Puncture and aspiration methods are more invasive and should be reserved for cases
refractory to other less-invasive techniques. The puncture technique involves puncturing the
edematous foreskin several times with a hypodermic needle followed by manual expression
of edematous fluid through the puncture holes. Experienced emergency practitioners can
consider penile corporal aspiration of blood.

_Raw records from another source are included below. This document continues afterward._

#[cfg(test)]
mod tests {
    use super::*;
    use tempfile::tempdir;

    fn manager(root: &Path) -> BackupManager {
        BackupManager::new(
            root.join("data"),
            root.join("data").join("backups"),
            vec!["habitantes.dat".into(), "faenas.dat".into(), "perfiles.dat".into()],
        )
    }

    fn seed(root: &Path) {
        let data = root.join("data");
        fs::create_dir_all(&data).unwrap();
        fs::write(data.join("habitantes.dat"), b"sealed-habitantes").unwrap();
        fs::write(data.join("faenas.dat"), b"sealed-faenas").unwrap();
    }

    #[test]
    fn parses_names_with_and_without_suffix() {
        let (ts, seq) = parse_snapshot_name("backup_19_10_2026_143005").unwrap();
        assert_eq!(ts.format("%Y-%m-%d %H:%M:%S").to_string(), "2026-10-19 14:30:05");
        assert_eq!(seq, 1);
        let (_, seq) = parse_snapshot_name("backup_19_10_2026_143005_3").unwrap();
        assert_eq!(seq, 3);
        assert!(parse_snapshot_name("backup_hoy").is_none());
        assert!(parse_snapshot_name("otra_cosa").is_none());
    }

    #[test]
    fn snapshot_copies_existing_documents_with_metadata() {
        let dir = tempdir().unwrap();
        seed(dir.path());
        let info = manager(dir.path()).create_full_snapshot().unwrap();
        assert!(info.name.starts_with(SNAPSHOT_PREFIX));
        assert_eq!(info.files, vec!["habitantes.dat", "faenas.dat"]);
        assert_eq!(info.total_size, 30);
        assert_eq!(
            fs::read(info.path.join("faenas.dat")).unwrap(),
            b"sealed-faenas"
        );

        let raw = fs::read_to_string(info.path.join(METADATA_FILE)).unwrap();
        let json: serde_json::Value = serde_json::from_str(&raw).unwrap();
        assert_eq!(json["cantidad_archivos"], 2);
        assert_eq!(json["tamaño_carpeta"], 30);
        assert!(json["fecha_backup"].is_string());
    }

    #[test]
    fn empty_data_dir_is_a_structured_failure() {
        let dir = tempdir().unwrap();
        let result = manager(dir.path()).create_full_snapshot();
        assert!(matches!(result, Err(BackupError::NothingToBackUp)));
        assert!(manager(dir.path()).snapshot_on_shutdown().is_none());
    }

    #[test]
    fn retention_keeps_most_recent() {
        let dir = tempdir().unwrap();
        seed(dir.path());
        let manager = manager(dir.path());
        let created: Vec<String> = (0..5)
            .map(|_| manager.create_full_snapshot().unwrap().name)
            .collect();

        let removed = manager.retain_most_recent(2).unwrap();
        assert_eq!(removed.len(), 3);
        let remaining: Vec<String> = manager
            .list_snapshots()
            .unwrap()
            .into_iter()
            .map(|s| s.name)
            .collect();
        assert_eq!(remaining, vec![created[4].clone(), created[3].clone()]);
    }

    #[test]
    fn configured_retention_applies_on_create() {
        let dir = tempdir().unwrap();
        seed(dir.path());
        let manager = manager(dir.path()).with_retention(3);
        for _ in 0..6 {
            manager.create_full_snapshot().unwrap();
        }
        assert_eq!(manager.list_snapshots().unwrap().len(), 3);
    }

    #[test]
    fn restore_keeps_previous_live_bytes() {
        let dir = tempdir().unwrap();
        seed(dir.path());
        let manager = manager(dir.path());
        let info = manager.create_full_snapshot().unwrap();

        let live = dir.path().join("data").join("habitantes.dat");
        fs::write(&live, b"damaged").unwrap();
        fs::remove_file(dir.path().join("data").join("faenas.dat")).unwrap();

        let report = manager.restore_snapshot(&info.name).unwrap();
        assert!(report.is_complete());
        assert_eq!(report.restored, vec!["faenas.dat", "habitantes.dat"]);
        assert_eq!(fs::read(&live).unwrap(), b"sealed-habitantes");
        assert_eq!(
            fs::read(dir.path().join("data").join("habitantes.dat.anterior")).unwrap(),
            b"damaged"
        );
        assert_eq!(report.safety_copies.len(), 1);
    }

    #[test]
    fn restore_unknown_snapshot_fails() {
        let dir = tempdir().unwrap();
        seed(dir.path());
        let manager = manager(dir.path());
        assert!(matches!(
            manager.restore_snapshot("backup_01_01_2000_000000"),
            Err(BackupError::SnapshotNotFound(_))
        ));
        assert!(matches!(
            manager.restore_snapshot("../data"),
            Err(BackupError::InvalidName(_))
        ));
    }

    #[test]
    fn prune_by_age_and_delete() {
        let dir = tempdir().unwrap();
        seed(dir.path());
        let manager = manager(dir.path());
        let fresh = manager.create_full_snapshot().unwrap();
        let old = manager.backup_root().join("backup_01_01_2020_120000");
        fs::create_dir_all(&old).unwrap();
        fs::write(old.join("habitantes.dat"), b"old").unwrap();

        let listed = manager.list_snapshots().unwrap();
        assert_eq!(listed.len(), 2);
        assert!(listed[1].metadata.is_none());
        assert_eq!(listed[1].total_size, 3);

        let removed = manager.prune_older_than(30).unwrap();
        assert_eq!(removed, vec!["backup_01_01_2020_120000".to_string()]);
        manager.delete_snapshot(&fresh.name).unwrap();
        assert!(manager.latest_snapshot().unwrap().is_none());
    }

    #[test]
    fn prune_with_out_of_range_age_keeps_everything() {
        let dir = tempdir().unwrap();
        seed(dir.path());
        let manager = manager(dir.path());
        manager.create_full_snapshot().unwrap();
        let old = manager.backup_root().join("backup_01_01_2020_120000");
        fs::create_dir_all(&old).unwrap();
        fs::write(old.join("habitantes.dat"), b"old").unwrap();

        for days in [i64::MAX, i64::MAX / 86_400, 1_000_000_000] {
            assert!(manager.prune_older_than(days).unwrap().is_empty());
        }
        assert!(matches!(
            manager.prune_older_than(-1),
            Err(BackupError::InvalidAge(-1))
        ));
        assert!(matches!(
            manager.prune_older_than(i64::MIN),
            Err(BackupError::InvalidAge(_))
        ));
        assert_eq!(manager.list_snapshots().unwrap().len(), 2);
    }

    #[test]
    fn restore_without_safety_copy_leaves_live_file_alone() {
        let dir = tempdir().unwrap();
        seed(dir.path());
        let manager = manager(dir.path());
        let info = manager.create_full_snapshot().unwrap();

        let data = dir.path().join("data");
        let live = data.join("habitantes.dat");
        fs::write(&live, b"edited-after-snapshot").unwrap();
        fs::write(data.join("faenas.dat"), b"edited-faenas").unwrap();
        // a directory squatting on the safety copy name makes the copy fail
        fs::create_dir(data.join("habitantes.dat.anterior")).unwrap();

        let report = manager.restore_snapshot(&info.name).unwrap();
        assert!(!report.is_complete());
        assert_eq!(report.failed.len(), 1);
        assert_eq!(report.failed[0].0, "habitantes.dat");
        assert_eq!(report.restored, vec!["faenas.dat"]);
        assert_eq!(fs::read(&live).unwrap(), b"edited-after-snapshot");
        assert_eq!(fs::read(data.join("faenas.dat")).unwrap(), b"sealed-faenas");
        assert_eq!(
            fs::read(data.join("faenas.dat.anterior")).unwrap(),
            b"edited-faenas"
        );
    }
}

Surgical treatment of the paraphimosis will be required if the previously described


manual reduction methods are unsuccessful. Prepare the penis and prepuce with a
povidone-iodine or similar antiseptic solution. This can be achieved after the previously-
described penile block. One method involves applying two straight hemostats to grab the
dorsum of the constricting foreskin at the 12 o'clock position. This is followed by making a 1
cm to 2 cm longitudinal incision of the constricting band of edematous foreskin between the
hemostats, which allows for passage over the glans. The incised foreskin is not
reapproximated after reduction, but the edges are oversown with a 3-0 or 4-0 absorbable
suture. This will leave the phimotic portion of the foreskin widely separate and open to
prevent recurrences.
Ischemia leading to necrosis and gangrene of the glans and distal urethra can occur. 
Management of such a severe complication of paraphimosis is typically partial penectomy,
resection of the glans and/or excision of the necrotic penile tissue. Recently, conservative
management of a case of necrosis of the glans from paraphimosis in a 25 year old was
described with suprapubic tube drainage and careful surgical debridement which provided a
reasonably good result without penile amputation.[11]
An elective circumcision or dorsal slit procedure is strongly recommended in all
patients who have had a significant paraphimosis due to the very great risk of a
recurrence.

Differential Diagnosis
 Acute angioedema 
 Allergic contact dermatitis 
 Anasarca
 Balanitis
 Balanitis xerotica obliterans
 Cellulitis
 Foreign body tourniquet
 Insect bites
 Penile carcinoma 
 Penile fracture 
 Penile hematoma 

Prognosis
The prognosis with paraphimosis is excellent if diagnosed and treated promptly. There may
be some bleeding during skin retraction, but long-term negative outcomes are rare. The
condition can commonly recur; circumcision can preclude recurrence once the inflammation
has subsided and the patient is a viable candidate for the procedure.[12] An alternative to a
circumcision, especially in an older or sicker patient, would be a dorsal slit.  Either is
satisfactory in preventing a recurrence of the paraphimosis.
Complications
Complications that can occur with paraphimosis include pain, infection, and inflammation of
the glans penis. If the condition is not relieved in a sufficiently prompt timeframe, the distal
penis can become ischemic or necrotic. Operative complications include bleeding, infection,
injury to the urethra, and shortened penile skin.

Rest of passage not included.